Exercise aim -
Listed below are entries; give the number of lines among them that include "ShaderProgram", and only that number.

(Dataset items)

------------------------------------------------------------

//! Shader program: compiled vertex and fragment stages linked into one
//! render pipeline.
//!
//! Compilation failures are caught with wgpu validation error scopes and
//! surfaced as [`ShaderError`] with the driver's log, instead of the default
//! uncaptured-error panic.

use std::fmt;

use thiserror::Error;

use super::uniforms::UniformLayout;
use crate::gfx::{resources::texture_resource::TextureResource, scene::Vertex3D};

pub const PHONG_VERTEX_SHADER: &str = include_str!("phong_vert.wgsl");
pub const PHONG_FRAGMENT_SHADER: &str = include_str!("phong_frag.wgsl");

#[derive(Debug, Clone, Copy, PartialEq, Eq)]
pub enum ShaderStage {
    Vertex,
    Fragment,
}

impl fmt::Display for ShaderStage {
    fn fmt(&self, f: &mut fmt::Formatter<'_>) -> fmt::Result {
        match self {
            ShaderStage::Vertex => write!(f, "vertex"),
            ShaderStage::Fragment => write!(f, "fragment"),
        }
    }
}

#[derive(Debug, Error)]
pub enum ShaderError {
    #[error("{stage} shader failed to compile:\n{log}")]
    Compile { stage: ShaderStage, log: String },
    #[error("shader program failed to link:\n{log}")]
    Link { log: String },
}

/// Where a program draws: color target format plus the bind group layouts
/// for groups 0..n.
pub struct ProgramTargets<'a> {
    pub color_format: wgpu::TextureFormat,
    pub bind_group_layouts: &'a [&'a wgpu::BindGroupLayout],
}

/// A linked pipeline and the uniform names it accepts
pub struct ShaderProgram {
    pipeline: wgpu::RenderPipeline,
    layout: UniformLayout,
}

impl ShaderProgram {
    /// Compiles both stages and links them. Either stage failing yields
    /// [`ShaderError::Compile`]; a pipeline that fails validation (mismatched
    /// interfaces or bindings) yields [`ShaderError::Link`].
    pub fn compile(
        device: &wgpu::Device,
        label: &str,
        vertex_source: &str,
        fragment_source: &str,
        targets: &ProgramTargets,
        layout: UniformLayout,
    ) -> Result<Self, ShaderError> {
        let vertex = compile_stage(device, label, ShaderStage::Vertex, vertex_source)?;
        let fragment = compile_stage(device, label, ShaderStage::Fragment, fragment_source)?;

        device.push_error_scope(wgpu::ErrorFilter::Validation);

        let pipeline_layout = device.create_pipeline_layout(&wgpu::PipelineLayoutDescriptor {
            label: Some(&format!("{} Pipeline Layout", label)),
            bind_group_layouts: targets.bind_group_layouts,
            push_constant_ranges: &[],
        });

        let pipeline = device.create_render_pipeline(&wgpu::RenderPipelineDescriptor {
            label: Some(label),
            layout: Some(&pipeline_layout),
            vertex: wgpu::VertexState {
                module: &vertex,
                entry_point: Some("vs_main"),
                buffers: &[Vertex3D::desc()],
                compilation_options: wgpu::PipelineCompilationOptions::default(),
            },
            fragment: Some(wgpu::FragmentState {
                module: &fragment,
                entry_point: Some("fs_main"),
                targets: &[Some(wgpu::ColorTargetState {
                    format: targets.color_format,
                    blend: Some(wgpu::BlendState::REPLACE),
                    write_mask: wgpu::ColorWrites::ALL,
                })],
                compilation_options: wgpu::PipelineCompilationOptions::default(),
            }),
            primitive: wgpu::PrimitiveState {
                topology: wgpu::PrimitiveTopology::TriangleList,
                strip_index_format: None,
                front_face: wgpu::FrontFace::Ccw,
                cull_mode: Some(wgpu::Face::Back),
                polygon_mode: wgpu::PolygonMode::Fill,
                unclipped_depth: false,
                conservative: false,
            },
            depth_stencil: Some(wgpu::DepthStencilState {
                format: TextureResource::DEPTH_FORMAT,
                depth_write_enabled: true,
                depth_compare: wgpu::CompareFunction::Less,
                stencil: wgpu::StencilState::default(),
                bias: wgpu::DepthBiasState::default(),
            }),
            multisample: wgpu::MultisampleState::default(),
            multiview: None,
            cache: None,
        });

        if let Some(err) = pollster::block_on(device.pop_error_scope()) {
            return Err(ShaderError::Link {
                log: err.to_string(),
            });
        }

        log::info!("linked shader program '{}'", label);
        Ok(Self { pipeline, layout })
    }

    pub fn pipeline(&self) -> &wgpu::RenderPipeline {
        &self.pipeline
    }

    pub fn layout(&self) -> &UniformLayout {
        &self.layout
    }
}

fn compile_stage(
    device: &wgpu::Device,
    label: &str,
    stage: ShaderStage,
    source: &str,
) -> Result<wgpu::ShaderModule, ShaderError> {
    device.push_error_scope(wgpu::ErrorFilter::Validation);
    let module = device.create_shader_module(wgpu::ShaderModuleDescriptor {
        label: Some(&format!("{} ({})", label, stage)),
        source: wgpu::ShaderSource::Wgsl(source.into()),
    });
    match pollster::block_on(device.pop_error_scope()) {
        Some(err) => Err(ShaderError::Compile {
            stage,
            log: err.to_string(),
        }),
        None => Ok(module),
    }
}

#[cfg(test)]
mod tests {
    use super::*;
    use crate::gfx::rendering::uniforms::{self, DIFFUSE_TEXTURE};

    fn field(name: &str) -> &str {
        name.rsplit('.').next().unwrap_or(name)
    }

    #[test]
    fn test_shaders_declare_every_uniform() {
        let names = [
            uniforms::MODEL,
            uniforms::NORMAL_MATRIX,
            uniforms::VIEW,
            uniforms::PROJECTION,
            uniforms::VIEW_POS,
            uniforms::MATERIAL_AMBIENT,
            uniforms::MATERIAL_DIFFUSE,
            uniforms::MATERIAL_SPECULAR,
            uniforms::MATERIAL_SHININESS,
            uniforms::MATERIAL_USE_TEXTURE,
            uniforms::LIGHT_POSITION,
            uniforms::LIGHT_AMBIENT,
            uniforms::LIGHT_DIFFUSE,
            uniforms::LIGHT_SPECULAR,
        ];
        for name in names {
            let declared = format!("{}:", field(name));
            assert!(
                PHONG_VERTEX_SHADER.contains(&declared) && PHONG_FRAGMENT_SHADER.contains(&declared),
                "'{}' missing from the Phong shaders",
                name
            );
        }
        assert!(PHONG_FRAGMENT_SHADER.contains(&format!("var {}:", DIFFUSE_TEXTURE)));
    }

    #[test]
    fn test_entry_points() {
        assert!(PHONG_VERTEX_SHADER.contains("fn vs_main"));
        assert!(PHONG_FRAGMENT_SHADER.contains("fn fs_main"));
    }

    #[test]
    fn test_stage_names() {
        assert_eq!(ShaderStage::Vertex.to_string(), "vertex");
        assert_eq!(ShaderStage::Fragment.to_string(), "fragment");
    }
}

------------------------------------------------------------

Answer for the task -
2